La nuit dans toute son éloquence ,
Des torches allumées , des lamentations et plaintes murmurées ,
Tout les flambeaux obnubilés ,
Par la mer et son silence !
Sur la plage , ces flammes dansent en un grand brasier ,
Celui de l'espoir décimé ,
Dans les crépitements innocents ,
Se cachent des femmes et des enfants !
Tous à la mer adressent leurs suppliques ,
Est ce qu'ils sont morts ?
Tous sont nostalgiques ,
Du temps où ils n'avaient pas quitter le port !
Ils reposent peut être à l'ombre d'un récif ,
Peut être ballotés encore par des flots autrefois oisif
Peut importe ! Tous se recueille ,
Tous , abandonnant l'espoir , accomplissent leur deuil !

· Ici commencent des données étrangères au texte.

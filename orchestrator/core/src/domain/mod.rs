// Copyright (c) 2026 100monkeys.ai
// SPDX-License-Identifier: AGPL-3.0
//! Domain
//!
//! Task kinds, status machines, records, wire messages and the ports the
//! application layer drives (container runtime, object storage, message bus,
//! task registries).
//!
//! # Architecture
//!
//! - **Layer:** Domain Layer
//! - **Purpose:** Technology-free model of the agent

pub mod events;
pub mod messages;
pub mod messaging;
pub mod node_config;
pub mod record;
pub mod repository;
pub mod runtime;
pub mod storage;
pub mod task;
pub mod workspace;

L'écho se fais entendre avec véhémence ,
Rien ne saura calmer les cris déments ,
De cette engeance marine ,
Comme d'une maladie , une patence ,
Dont le traitement presque latent ,
Doucement s'achemine.
Il est arrivé !
Ce cadeau ,
La levée d'un fardeau ,
Attaché par des algues , avec des lambeaux pour emballage ,
Laissé là par le rivage ,
Cet homme est l'émissaire ,
De la fin de l'espérance !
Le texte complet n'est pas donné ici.